Ex-ministro da saúde defende fim do isolamento para salvar hospitais privados. GP1

Para aqueles que conhecem o trabalho de desmonte do SUS, tocado magistralmente pelo ex-ministro da saúde, Ricardo Barros, não é nada surpreendente a sua repentina aparição nesse momento de “caça” a um novo ministro subserviente aos descalabros do presidente.

Apesar dele e seu irmão, Silvio Barros, terem testado positivo para o coronavírus, e seu irmão ter recém saído da UTI, Ricardo Barros não parece se sensibilizar com a saúde da população e nem mesmo de seus eleitores. Sua maior preocupação nesse momento em que as mortes aumentam no país é mesmo com os hospitais privados, que, segundo ele, estão quebrando.

Segundo nota em matéria publicada no site Outras Palavras:

diante de tantas críticas, chama a atenção o posicionamento de outro ex-ministro da Saúde, Ricardo Barros, que chefiou a pasta no governo Temer e andava meio sumido dos debates. Para ele, discutir hidroxicloroquina é inútil – não porque os estudos não apoiem o uso indiscriminado da droga, mas porque o Conselho Federal de Medicina já autorizou a prescrição. “São eles [ex-ministros] que têm que se enquadrar“, declarou à CNN. Ainda aproveitou para criticar o isolamento social, dando para isso o motivo mais aberrante de todos: os hospitais privados estão perdendo dinheiro. “O hospitais estão quase quebrando. Eles perderam o seu movimento normal, das cirurgias eletivas, os acidentes de trânsito caíram muito – que era um motivo de faturamento dos hospitais”, argumentou ele.  Está aí alguém que definitivamente ‘fala a língua’ do presidente, como Bolsonaro já disse desejar. Seu nome, porém, não aparece entre as possibilidades de nomeação para a pasta. Por enquanto.

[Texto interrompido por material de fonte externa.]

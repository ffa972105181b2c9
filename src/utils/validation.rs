//! URL and input validation utilities

use anyhow::{anyhow, Result};
use url::Url;

/// Parse a URL, rejecting anything that is not well formed http(s).
pub fn validate_url(url: &str) -> Result<Url> {
    let parsed = Url::parse(url).map_err(|e| anyhow!("invalid URL format: {}", e))?;
    match parsed.scheme() {
        "http" | "https" => Ok(parsed),
        other => Err(anyhow!("unsupported URL scheme: {}", other)),
    }
}

#[cfg(test)]
mod tests {
    use super::*;

    #[test]
    fn accepts_http_and_https() {
        assert!(validate_url("https://example.com/page").is_ok());
        assert!(validate_url("http://example.com").is_ok());
    }

    #[test]
    fn rejects_other_schemes_and_garbage() {
        assert!(validate_url("ftp://example.com/file").is_err());
        assert!(validate_url("not a url").is_err());
    }
}
//! Tracing setup

use tracing_subscriber::EnvFilter;

/// Initialize the global tracing subscriber.
///
/// `--verbose` forces debug-level output, `--quiet` errors only; otherwise
/// `RUST_LOG` is honored with an info-level default for this crate.
pub fn init_tracing(verbose: bool, quiet: bool) {
    let filter = if quiet {
        EnvFilter::new("error")
    } else if verbose {
        EnvFilter::new("debug")
    } else {
        EnvFilter::try_from_default_env().unwrap_or_else(|_| "video_capture=info".into())
    };

    let _ = tracing_subscriber::fmt()
        .with_env_filter(filter)
        .with_target(false)
        .try_init();
}
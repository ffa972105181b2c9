//! Video Capture - Core Library
//!
//! Drives a local Chrome/Chromium instance to load a page, trigger video
//! playback, observe network responses for direct video-media URLs
//! (progressive MP4 or HLS playlists), and download the discovered assets
//! with bounded retry.

pub mod browser;
pub mod core;
pub mod downloaders;
pub mod parsers;
pub mod utils;

// Re-export commonly used types
pub use crate::core::{
    classifier::is_complete_asset,
    config::CaptureConfig,
    discovery::Discovery,
    error::DownloadError,
    models::{DownloadOutcome, DownloadStatus, HlsStream, LinkSet, SessionContext},
    session::SessionDriver,
};
pub use crate::downloaders::{AssetDownloader, Downloader};

/// Library version
pub const VERSION: &str = env!("CARGO_PKG_VERSION");

/// Library name
pub const NAME: &str = env!("CARGO_PKG_NAME");
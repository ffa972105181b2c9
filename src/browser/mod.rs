//! Chrome/Chromium session plumbing
//!
//! Launching the browser over CDP, locating the local executable, and the
//! in-page JavaScript used to trigger playback and harvest media URLs from
//! the DOM. All evaluation helpers are best-effort: a page that refuses to
//! cooperate yields empty results, never an aborted session.

use anyhow::{anyhow, Context, Result};
use chromiumoxide::browser::{Browser, BrowserConfig};
use chromiumoxide::Page;
use futures::StreamExt;
use regex::Regex;
use std::path::{Path, PathBuf};
use tokio::task::JoinHandle;
use tracing::debug;

use crate::core::config::CaptureConfig;

/// Clicks play-like elements and calls `play()` on every `<video>`,
/// muting them so autoplay policies do not get in the way.
const PLAY_TRIGGER_JS: &str = r#"
    (function() {
        var clicked = [];

        var playSelectors = [
            'video', '.video-player', '.play-button', '.play-btn',
            '.vjs-big-play-button', '.ytp-play-button',
            '[class*="play"]', '[id*="play"]'
        ];
        for (var selector of playSelectors) {
            try {
                var elems = document.querySelectorAll(selector);
                elems.forEach(function(el) { el.click(); });
                if (elems.length > 0) { clicked.push(selector); }
            } catch (e) {}
        }

        document.querySelectorAll('video').forEach(function(v) {
            try {
                v.muted = true;
                v.playbackRate = 1.0;
                v.play();
                clicked.push('video.play()');
            } catch (e) {}
        });

        return clicked;
    })()
"#;

/// Collects candidate media URLs from `<video>` and `<source>` elements.
const COLLECT_SOURCES_JS: &str = r#"
    (function() {
        var urls = [];
        document.querySelectorAll('video').forEach(function(v) {
            if (v.src) { urls.push(v.src); }
            if (v.currentSrc) { urls.push(v.currentSrc); }
        });
        document.querySelectorAll('source').forEach(function(s) {
            if (s.src) { urls.push(s.src); }
        });
        return urls;
    })()
"#;

/// Concatenated text of every inline script, searched host-side for
/// manifest references.
const SCRIPT_TEXT_JS: &str = r#"
    Array.from(document.querySelectorAll('script')).map(s => s.textContent).join('\n')
"#;

/// Resumes any paused `<video>` elements.
const NUDGE_PLAYBACK_JS: &str = r#"
    (function() {
        document.querySelectorAll('video').forEach(function(v) {
            if (v.paused) { v.play().catch(function() {}); }
        });
        return true;
    })()
"#;

/// `src` of every iframe, including lazy-loading variants.
const IFRAME_SRCS_JS: &str = r#"
    Array.from(document.querySelectorAll('iframe'))
        .map(f => f.src || f.getAttribute('data-lazy-src') || f.getAttribute('data-src') || '')
        .filter(s => s.length > 0)
"#;

/// Default Chrome location for the host operating system.
pub fn default_browser_path() -> Option<PathBuf> {
    if cfg!(target_os = "macos") {
        Some(PathBuf::from(
            "/Applications/Google Chrome.app/Contents/MacOS/Google Chrome",
        ))
    } else if cfg!(target_os = "windows") {
        Some(PathBuf::from(
            "C:\\Program Files\\Google\\Chrome\\Application\\chrome.exe",
        ))
    } else if cfg!(target_os = "linux") {
        Some(PathBuf::from("/usr/bin/google-chrome"))
    } else {
        None
    }
}

/// Resolve the browser executable, preferring the configured override.
///
/// A missing executable is a configuration error and fatal to the session.
pub fn resolve_browser_path(override_path: Option<&Path>) -> Result<PathBuf> {
    let candidate = match override_path {
        Some(p) => p.to_path_buf(),
        None => default_browser_path()
            .ok_or_else(|| anyhow!("no default browser location for this OS; set browser_path"))?,
    };

    if !candidate.exists() {
        return Err(anyhow!(
            "browser executable not found at {}; set browser_path in the configuration",
            candidate.display()
        ));
    }

    Ok(candidate)
}

/// Launch the browser and spawn its CDP event handler task.
pub async fn launch(
    config: &CaptureConfig,
    executable: &Path,
) -> Result<(Browser, JoinHandle<()>)> {
    let mut builder = BrowserConfig::builder()
        .chrome_executable(executable)
        .no_sandbox()
        .arg("--start-maximized")
        .arg("--autoplay-policy=no-user-gesture-required");

    if !config.headless {
        builder = builder.with_head();
    }

    let browser_config = builder
        .build()
        .map_err(|e| anyhow!("failed to build browser config: {e}"))?;

    let (browser, mut handler) = Browser::launch(browser_config)
        .await
        .context("failed to launch browser")?;

    let handler_task = tokio::spawn(async move { while handler.next().await.is_some() {} });

    Ok((browser, handler_task))
}

/// Click play-like elements and start media playback on the page.
/// Returns the selectors that matched something.
pub async fn trigger_playback(page: &Page) -> Result<Vec<String>> {
    let clicked = page
        .evaluate(PLAY_TRIGGER_JS)
        .await
        .context("playback trigger evaluation failed")?
        .into_value::<Vec<String>>()
        .unwrap_or_default();
    Ok(clicked)
}

/// Candidate media URLs from `<video>`/`<source>` elements. Best-effort.
pub async fn collect_media_urls(page: &Page) -> Vec<String> {
    match page.evaluate(COLLECT_SOURCES_JS).await {
        Ok(result) => result.into_value::<Vec<String>>().unwrap_or_default(),
        Err(err) => {
            debug!("media element inspection failed: {err}");
            Vec::new()
        }
    }
}

/// Manifest URLs referenced from inline scripts, extracted host-side with
/// `manifest_re`. Best-effort.
pub async fn inline_script_manifests(page: &Page, manifest_re: &Regex) -> Vec<String> {
    let script_text = match page.evaluate(SCRIPT_TEXT_JS).await {
        Ok(result) => result.into_value::<String>().unwrap_or_default(),
        Err(err) => {
            debug!("inline script inspection failed: {err}");
            return Vec::new();
        }
    };

    manifest_re
        .find_iter(&script_text)
        .map(|m| m.as_str().to_string())
        .collect()
}

/// Resume paused videos so playback keeps generating media traffic.
pub async fn nudge_playback(page: &Page) {
    if let Err(err) = page.evaluate(NUDGE_PLAYBACK_JS).await {
        debug!("playback nudge failed: {err}");
    }
}

/// `src` attributes of embedded frames, for recursing the play trigger.
pub async fn iframe_sources(page: &Page) -> Vec<String> {
    match page.evaluate(IFRAME_SRCS_JS).await {
        Ok(result) => result.into_value::<Vec<String>>().unwrap_or_default(),
        Err(err) => {
            debug!("iframe inspection failed: {err}");
            Vec::new()
        }
    }
}

#[cfg(test)]
mod tests {
    use super::*;

    #[test]
    fn default_path_known_for_supported_platforms() {
        // Linux, macOS and Windows all have a well-known Chrome location.
        if cfg!(any(
            target_os = "linux",
            target_os = "macos",
            target_os = "windows"
        )) {
            assert!(default_browser_path().is_some());
        }
    }

    #[test]
    fn missing_override_is_a_configuration_error() {
        let err = resolve_browser_path(Some(Path::new("/nonexistent/chrome-binary"))).unwrap_err();
        assert!(err.to_string().contains("not found"));
    }
}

Parece que aquela ideia de que quando o vírus atingir alguém da própria família os políticos passariam a defender o isolamento para toda a população é mesmo uma ilusão. Eles já estão isolados da população há muito tempo, portanto, sentem-se protegidos e tranquilos para se tratarem em hospitais privados (que sobrevivem com o devido apoio do SUS) e também para defender esses mesmos hospitais.

Sempre é bom lembrar que, quando ministro da saúde, Ricardo Barros contribuiu e muito para agravar o desmantelamento do SUS, sobretudo visando o fortalecimento de planos de saúde populares privados e de baixa qualidade. E, também, que um dos maiores doadores de campanha de Ricardo Barros foi Elon Gomes de Almeida, presidente do Grupo Aliança, gigante dos planos de saúde.